Остроухов пользовался непререкаемым авторитетом знатока живописи у художников и собирателей. П.М. Третьяков ценил его как талантливого живописца, приобретал пейзажи художника для своей галереи. Познакомившись с Остроуховым ближе, Третьяков увидел в нем не только уважаемого пейзажиста, но и тонкого ценителя искусства с развитым вкусом и обширной эрудицией. Пользуясь советами Остроухова, Третьяков часто перевешивал картины в экспозиции; слабые, с точки зрения художника, работы снимал и убирал из залов. Один из старейших сотрудников Третьяковской галереи вспоминал, что П.М. Третьяков постоянно говорил своим помощникам: «Внимательно слушайте, что говорит Остроухов о картинах. Это — самый лучший судья по живописи»29.

После смерти Третьякова его собрание перешло в собственность города Москвы. Остроухов был избран членом совета попечителей галереи, управлявших делами музея. Обязанности у членов совета галереи были сложные, хлопотные, отнимавшие время, но почетные и важные. Должность эта считалась выборной — кандидатов утверждала Государственная дума. Кроме Остроухова, музеем управляли В.А. Серов, А.П. Боткина — дочь Третьякова, пожизненный член совета, известный коллекционер И.Е. Цветков и В.М. Голицын. И.Е. Репин, характеризуя кандидатов в совет, писал об Остроухове: «Илья Семенович Остроухов, близкий друг покойного П.М. Третьякова, уже много поработавший с ним в галерее, как собиратель художественных произведений, сам хорошо знающий ценности этого дела, — человек с несомненным вкусом в искусстве, деятельный, чуткий, сам талантливый художник»30.

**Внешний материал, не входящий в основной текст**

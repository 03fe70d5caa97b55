//! SQLite-based slot store.

use std::path::Path;
use std::sync::{Arc, Mutex};

use rusqlite::{params, Connection, OpenFlags, OptionalExtension};
use tracing::{debug, info};

use hub_core::{now_millis, HubError, Result, SlotStore};

use crate::schema::{SCHEMA, SCHEMA_VERSION};

/// SQLite-backed durable slots.
///
/// Uses a blocking Mutex around a single connection; every operation is a
/// single short statement.
pub struct SqliteSlotStore {
    /// Connection wrapped in blocking Mutex.
    conn: Arc<Mutex<Connection>>,
}

impl SqliteSlotStore {
    /// Open or create a database at the given path.
    pub fn open(path: impl AsRef<Path>) -> Result<Self> {
        let path = path.as_ref();

        // Ensure parent directory exists
        if let Some(parent) = path.parent() {
            std::fs::create_dir_all(parent)?;
        }

        let conn = Connection::open_with_flags(
            path,
            OpenFlags::SQLITE_OPEN_READ_WRITE
                | OpenFlags::SQLITE_OPEN_CREATE
                | OpenFlags::SQLITE_OPEN_NO_MUTEX,
        )
        .map_err(|e| HubError::storage(format!("Failed to open state database: {}", e)))?;

        Self::init(conn, path)
    }

    /// Open an in-memory database (for testing).
    pub fn open_memory() -> Result<Self> {
        let conn = Connection::open_in_memory().map_err(|e| {
            HubError::storage(format!("Failed to open in-memory database: {}", e))
        })?;

        Self::init(conn, Path::new(":memory:"))
    }

    /// Initialize the store with a connection.
    fn init(conn: Connection, path: &Path) -> Result<Self> {
        conn.execute_batch(
            r#"
            PRAGMA journal_mode = WAL;
            PRAGMA synchronous = NORMAL;
            PRAGMA busy_timeout = 5000;
            "#,
        )
        .map_err(|e| HubError::storage(format!("Failed to configure connection: {}", e)))?;

        conn.execute_batch(SCHEMA)
            .map_err(|e| HubError::storage(format!("Failed to initialize schema: {}", e)))?;

        conn.execute(
            "INSERT OR IGNORE INTO meta (key, value) VALUES ('schema_version', ?1)",
            params![SCHEMA_VERSION.to_string()],
        )
        .map_err(|e| HubError::storage(format!("Failed to record schema version: {}", e)))?;

        info!("State database opened at {:?}", path);

        Ok(Self {
            conn: Arc::new(Mutex::new(conn)),
        })
    }

    /// Stored schema version.
    pub fn schema_version(&self) -> Result<u32> {
        self.with_conn(|conn| {
            let version: String = conn
                .query_row(
                    "SELECT value FROM meta WHERE key = 'schema_version'",
                    [],
                    |row| row.get(0),
                )
                .map_err(|e| HubError::storage(e.to_string()))?;
            version
                .parse()
                .map_err(|_| HubError::storage(format!("corrupt schema version: {:?}", version)))
        })
    }

    /// Execute a blocking operation on the connection.
    fn with_conn<F, R>(&self, f: F) -> Result<R>
    where
        F: FnOnce(&Connection) -> Result<R>,
    {
        let conn = self
            .conn
            .lock()
            .map_err(|e| HubError::storage(e.to_string()))?;
        f(&conn)
    }
}

impl SlotStore for SqliteSlotStore {
    fn load(&self, slot: &str) -> Result<Option<String>> {
        self.with_conn(|conn| {
            conn.query_row(
                "SELECT value FROM slots WHERE key = ?1",
                params![slot],
                |row| row.get(0),
            )
            .optional()
            .map_err(|e| HubError::storage(format!("Failed to read slot {}: {}", slot, e)))
        })
    }

    fn save(&self, slot: &str, value: &str) -> Result<()> {
        self.with_conn(|conn| {
            conn.execute(
                r#"
                INSERT INTO slots (key, value, updated_at) VALUES (?1, ?2, ?3)
                ON CONFLICT(key) DO UPDATE SET value = excluded.value, updated_at = excluded.updated_at
                "#,
                params![slot, value, now_millis() as i64],
            )
            .map_err(|e| HubError::storage(format!("Failed to write slot {}: {}", slot, e)))?;

            debug!(slot, bytes = value.len(), "Saved slot");
            Ok(())
        })
    }

    fn clear(&self, slot: &str) -> Result<()> {
        self.with_conn(|conn| {
            let deleted = conn
                .execute("DELETE FROM slots WHERE key = ?1", params![slot])
                .map_err(|e| HubError::storage(e.to_string()))?;

            debug!(slot, deleted, "Cleared slot");
            Ok(())
        })
    }
}

#[cfg(test)]
mod tests {
    use super::*;

    #[test]
    fn test_open_memory() {
        let store = SqliteSlotStore::open_memory().unwrap();
        assert_eq!(store.load("customRagPrompt").unwrap(), None);
        assert_eq!(store.schema_version().unwrap(), SCHEMA_VERSION);
    }

    #[test]
    fn test_slot_overwrite() {
        let store = SqliteSlotStore::open_memory().unwrap();

        store.save("customRagPrompt", "first {query}").unwrap();
        store.save("customRagPrompt", "second {query} {context}").unwrap();

        assert_eq!(
            store.load("customRagPrompt").unwrap().as_deref(),
            Some("second {query} {context}")
        );
    }

    #[test]
    fn test_clear_missing_slot_is_ok() {
        let store = SqliteSlotStore::open_memory().unwrap();
        store.clear("nothing-here").unwrap();

        store.save("a", "1").unwrap();
        store.clear("a").unwrap();
        assert_eq!(store.load("a").unwrap(), None);
    }

    #[test]
    fn test_survives_reopen() {
        let dir = tempfile::tempdir().unwrap();
        let path = dir.path().join("nested").join("state.db");

        {
            let store = SqliteSlotStore::open(&path).unwrap();
            store.save("customRagPrompt", "Réponds: {query}\n{context}").unwrap();
        }

        let reopened = SqliteSlotStore::open(&path).unwrap();
        assert_eq!(
            reopened.load("customRagPrompt").unwrap().as_deref(),
            Some("Réponds: {query}\n{context}")
        );
    }
}
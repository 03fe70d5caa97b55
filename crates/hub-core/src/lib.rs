//! hub-core - Core types and traits for the research hub
//!
//! This crate provides the domain types, the remote-service boundary,
//! configuration, and error handling shared by every other hub crate.

pub mod codec;
pub mod config;
pub mod error;
pub mod traits;
pub mod types;

pub use codec::{decode_file_path, encode_file_path, normalize_path, normalize_paths};
pub use config::*;
pub use error::{HubError, Result};
pub use traits::*;
pub use types::*;
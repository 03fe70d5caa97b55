//! Core domain types for the research hub.

use serde::{Deserialize, Serialize};
use std::str::FromStr;
use ulid::Ulid;

use crate::error::HubError;

/// Global collection holding the basic (lightweight chunking) index.
pub const BASIC_COLLECTION: &str = "file_embeddings";

/// Global collection holding the advanced (heavier parsing) index.
pub const ADVANCED_COLLECTION: &str = "file_embeddings_unstructured";

/// Server-assigned notebook identifier.
#[derive(Debug, Clone, Copy, PartialEq, Eq, Hash, PartialOrd, Ord, Serialize, Deserialize)]
#[serde(transparent)]
pub struct NotebookId(pub i64);

impl std::fmt::Display for NotebookId {
    fn fmt(&self, f: &mut std::fmt::Formatter<'_>) -> std::fmt::Result {
        write!(f, "{}", self.0)
    }
}

impl From<i64> for NotebookId {
    fn from(id: i64) -> Self {
        Self(id)
    }
}

impl FromStr for NotebookId {
    type Err = HubError;

    fn from_str(s: &str) -> Result<Self, Self::Err> {
        s.trim()
            .parse::<i64>()
            .map(Self)
            .map_err(|_| HubError::validation(format!("invalid notebook id: {:?}", s)))
    }
}

/// A named collection of file references with its own index and search scope.
#[derive(Debug, Clone, PartialEq, Eq, Serialize, Deserialize)]
pub struct Notebook {
    /// Unique identifier, assigned by the server.
    pub id: NotebookId,

    /// Display name (non-empty).
    pub name: String,

    /// Free-form description.
    #[serde(default)]
    pub description: String,
}

/// Partial update of a notebook. `None` fields keep their current value.
#[derive(Debug, Clone, Default, PartialEq, Eq)]
pub struct NotebookPatch {
    pub name: Option<String>,
    pub description: Option<String>,
}

impl NotebookPatch {
    /// Patch that only renames.
    pub fn rename(name: impl Into<String>) -> Self {
        Self {
            name: Some(name.into()),
            description: None,
        }
    }

    /// Patch that only changes the description.
    pub fn describe(description: impl Into<String>) -> Self {
        Self {
            name: None,
            description: Some(description.into()),
        }
    }

    /// Check whether the patch changes anything.
    pub fn is_empty(&self) -> bool {
        self.name.is_none() && self.description.is_none()
    }

    /// Merge the patch onto an existing record, returning `(name, description)`.
    pub fn merge(&self, current: &Notebook) -> (String, String) {
        (
            self.name
                .as_ref()
                .map(|n| n.trim().to_string())
                .unwrap_or_else(|| current.name.clone()),
            self.description
                .clone()
                .unwrap_or_else(|| current.description.clone()),
        )
    }
}

/// Indexing strategy. Semantics are owned by the backend.
#[derive(Debug, Clone, Copy, PartialEq, Eq, Hash, Default, Serialize, Deserialize)]
#[serde(rename_all = "lowercase")]
pub enum IndexMode {
    /// Lightweight chunking.
    #[default]
    Basic,
    /// Heavier parsing pipeline.
    Advanced,
}

impl IndexMode {
    /// Map the wire flag `use_advanced_indexing` to a mode.
    pub fn from_advanced(advanced: bool) -> Self {
        if advanced {
            Self::Advanced
        } else {
            Self::Basic
        }
    }

    /// The wire flag `use_advanced_indexing`.
    pub fn is_advanced(&self) -> bool {
        matches!(self, Self::Advanced)
    }

    /// Global collection backing this mode.
    pub fn collection(&self) -> &'static str {
        match self {
            Self::Basic => BASIC_COLLECTION,
            Self::Advanced => ADVANCED_COLLECTION,
        }
    }
}

impl std::fmt::Display for IndexMode {
    fn fmt(&self, f: &mut std::fmt::Formatter<'_>) -> std::fmt::Result {
        match self {
            Self::Basic => write!(f, "basic"),
            Self::Advanced => write!(f, "advanced"),
        }
    }
}

impl FromStr for IndexMode {
    type Err = HubError;

    fn from_str(s: &str) -> Result<Self, Self::Err> {
        match s.to_lowercase().as_str() {
            "basic" => Ok(Self::Basic),
            "advanced" => Ok(Self::Advanced),
            other => Err(HubError::validation(format!(
                "unknown indexing mode: {:?} (expected basic or advanced)",
                other
            ))),
        }
    }
}

/// Lifecycle of an indexing job.
#[derive(Debug, Clone, Copy, PartialEq, Eq, Serialize, Deserialize)]
#[serde(rename_all = "lowercase")]
pub enum JobStatus {
    Idle,
    Running,
    Done,
    Failed,
}

impl std::fmt::Display for JobStatus {
    fn fmt(&self, f: &mut std::fmt::Formatter<'_>) -> std::fmt::Result {
        let s = match self {
            Self::Idle => "idle",
            Self::Running => "running",
            Self::Done => "done",
            Self::Failed => "failed",
        };
        write!(f, "{}", s)
    }
}

/// An indexing job over a snapshot of a notebook's files.
#[derive(Debug, Clone, Serialize, Deserialize)]
pub struct IndexingJob {
    /// Job identifier (ULID), used to match completions to jobs.
    pub job_id: Ulid,

    /// Owning notebook.
    pub notebook_id: NotebookId,

    /// File paths submitted, in membership order.
    pub files: Vec<String>,

    /// Blake3 hash over the submitted paths.
    pub fingerprint: [u8; 32],

    /// Indexing mode.
    pub mode: IndexMode,

    /// Current status.
    pub status: JobStatus,

    /// Submission timestamp (Unix millis).
    pub started_at: u64,

    /// Completion timestamp (Unix millis).
    pub finished_at: Option<u64>,

    /// Failure message, set when `status` is `Failed`.
    pub error: Option<String>,
}

impl IndexingJob {
    /// Create a running job over a snapshot of files.
    pub fn start(notebook_id: NotebookId, files: Vec<String>, mode: IndexMode) -> Self {
        Self {
            job_id: Ulid::new(),
            notebook_id,
            fingerprint: fingerprint(&files),
            files,
            mode,
            status: JobStatus::Running,
            started_at: now_millis(),
            finished_at: None,
            error: None,
        }
    }

    /// Check whether the job covers exactly this file list.
    pub fn covers(&self, files: &[String]) -> bool {
        self.fingerprint == fingerprint(files)
    }

    /// Hex form of the fingerprint.
    pub fn fingerprint_hex(&self) -> String {
        hex::encode(self.fingerprint)
    }
}

/// Hash an ordered list of paths.
pub fn fingerprint(files: &[String]) -> [u8; 32] {
    let mut hasher = blake3::Hasher::new();
    for file in files {
        hasher.update(file.as_bytes());
        hasher.update(&[0]);
    }
    *hasher.finalize().as_bytes()
}

/// How far search results for a notebook can be trusted.
#[derive(Debug, Clone, Copy, PartialEq, Eq, Serialize, Deserialize)]
#[serde(rename_all = "snake_case")]
pub enum IndexFreshness {
    /// No indexing job has ever been recorded.
    NotIndexed,
    /// A job is running; results may be incomplete.
    Indexing,
    /// The last job completed over the current membership.
    Fresh,
    /// Membership changed since the last completed job.
    Stale,
    /// The last job failed.
    Failed,
}

impl IndexFreshness {
    /// Whether search results can be trusted as complete.
    pub fn is_trusted(&self) -> bool {
        matches!(self, Self::Fresh)
    }
}

impl std::fmt::Display for IndexFreshness {
    fn fmt(&self, f: &mut std::fmt::Formatter<'_>) -> std::fmt::Result {
        let s = match self {
            Self::NotIndexed => "not indexed",
            Self::Indexing => "indexing",
            Self::Fresh => "up to date",
            Self::Stale => "stale (re-index needed)",
            Self::Failed => "indexing failed",
        };
        write!(f, "{}", s)
    }
}

/// What a search runs against.
#[derive(Debug, Clone, PartialEq, Eq, Serialize, Deserialize)]
#[serde(rename_all = "snake_case")]
pub enum SearchTarget {
    /// A single notebook's basic or advanced index.
    Notebook { id: NotebookId, mode: IndexMode },
    /// A named global collection.
    Collection(String),
}

impl SearchTarget {
    /// Target a notebook.
    pub fn notebook(id: NotebookId, mode: IndexMode) -> Self {
        Self::Notebook { id, mode }
    }

    /// Target the global collection for a mode.
    pub fn global(mode: IndexMode) -> Self {
        Self::Collection(mode.collection().to_string())
    }

    /// The targeted notebook, if any.
    pub fn notebook_id(&self) -> Option<NotebookId> {
        match self {
            Self::Notebook { id, .. } => Some(*id),
            Self::Collection(_) => None,
        }
    }
}

impl std::fmt::Display for SearchTarget {
    fn fmt(&self, f: &mut std::fmt::Formatter<'_>) -> std::fmt::Result {
        match self {
            Self::Notebook { id, mode } => write!(f, "notebook {} ({})", id, mode),
            Self::Collection(name) => write!(f, "collection {}", name),
        }
    }
}

/// Query parameters shared by notebook and global search.
#[derive(Debug, Clone, PartialEq, Eq)]
pub struct SearchQuery {
    /// Natural-language query (non-empty).
    pub query: String,

    /// Number of passages to retrieve.
    pub top_k: u32,

    /// Prompt template content; omitted from the request when `None`.
    pub prompt_template: Option<String>,
}

/// A (file path, page) pair linking back to source material.
#[derive(Debug, Clone, PartialEq, Eq, Serialize, Deserialize)]
pub struct Citation {
    /// Source file path as reported by the backend.
    pub file_path: String,

    /// Page label, when the backend knows it.
    pub page: Option<String>,
}

impl Citation {
    /// Create a citation.
    pub fn new(file_path: impl Into<String>, page: Option<String>) -> Self {
        Self {
            file_path: file_path.into(),
            page,
        }
    }

    /// Path encoded for the download endpoint.
    pub fn encoded_path(&self) -> String {
        crate::codec::encode_file_path(&self.file_path)
    }
}

impl std::fmt::Display for Citation {
    fn fmt(&self, f: &mut std::fmt::Formatter<'_>) -> std::fmt::Result {
        match &self.page {
            Some(page) => write!(f, "{} (p. {})", self.file_path, page),
            None => write!(f, "{}", self.file_path),
        }
    }
}

/// The synthesized answer and its primary source.
#[derive(Debug, Clone, PartialEq, Eq, Serialize, Deserialize)]
pub struct MainResponse {
    pub text: String,
    pub source: Citation,
}

/// A secondary passage relevant to the query.
#[derive(Debug, Clone, PartialEq, Eq, Serialize, Deserialize)]
pub struct Passage {
    pub document: String,
    pub source: Citation,
}

/// Result envelope of a single search call.
#[derive(Debug, Clone, PartialEq, Eq, Serialize, Deserialize)]
pub struct SearchResult {
    /// The synthesized answer.
    pub main_response: MainResponse,

    /// Other passages, in relevance rank order as returned.
    pub other_passages: Vec<Passage>,
}

impl SearchResult {
    /// All citations: main response first, then passages in rank order.
    pub fn citations(&self) -> impl Iterator<Item = &Citation> {
        std::iter::once(&self.main_response.source)
            .chain(self.other_passages.iter().map(|p| &p.source))
    }
}

/// A selectable prompt template.
#[derive(Debug, Clone, PartialEq, Eq, Serialize, Deserialize)]
pub struct PromptTemplate {
    /// Stable identifier (`default`, `summary`, `custom`).
    pub id: String,

    /// Display name.
    pub name: String,

    /// Template body with `{query}` and `{context}` placeholders.
    pub content: String,

    /// Whether this is the user-editable template.
    pub is_custom: bool,
}

/// State of a search session.
#[derive(Debug, Clone, Copy, PartialEq, Eq, Default, Serialize, Deserialize)]
#[serde(rename_all = "lowercase")]
pub enum SessionStatus {
    #[default]
    Idle,
    Loading,
    Success,
    Error,
}

impl SessionStatus {
    /// Idle or terminal: the session can be dropped without side effects.
    pub fn is_settled(&self) -> bool {
        !matches!(self, Self::Loading)
    }
}

/// Current time in Unix milliseconds.
pub fn now_millis() -> u64 {
    std::time::SystemTime::now()
        .duration_since(std::time::UNIX_EPOCH)
        .map(|d| d.as_millis() as u64)
        .unwrap_or_default()
}
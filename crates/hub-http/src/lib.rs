//! hub-http - Notebook service backends
//!
//! `HttpBackend` speaks the notebook service's JSON API over reqwest.
//! `MemoryBackend` emulates the same service in-process for tests and
//! offline use.

pub mod client;
pub mod memory;
pub mod wire;

pub use client::HttpBackend;
pub use memory::{Call, Gate, MemoryBackend, Op};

Ранняя весна. 1891. Ярославский художественный музей

Избрание Остроухова и Серова в совет галереи приветствовалось всеми прогрессивными деятелями искусства Москвы и Петербурга. Талантливые живописцы, известные своей эрудицией, Остроухов и Серов были достойной заменой П.М. Третьякову. Совет покупал для галереи новые произведения, руководил развеской, перестройкой экспозиции. Члены совета должны были продолжать дело Третьякова — создавать и пополнять лучшее хранилище русской живописи. Однако необходимое условие для успешной работы — полное единство взглядов на искусство, согласованность действий всех членов совета. Довольно быстро совет распался на два лагеря — в одном оказались Остроухов, Серов и Боткина, в другом — «необходимый элемент консервативного характера в искусстве, чтобы иногда издерживать молодые порывы двух первых членов»31 — Цветков и Голицын. При противоположности вкусов, которыми отличались большинство и меньшинство совета, пополнение галереи стало делом трудным и неопределенным. Цветков, славившийся своим пристрастием к передвижникам, обвинял Остроухова в приобретении «декадансных», «слабых» работ.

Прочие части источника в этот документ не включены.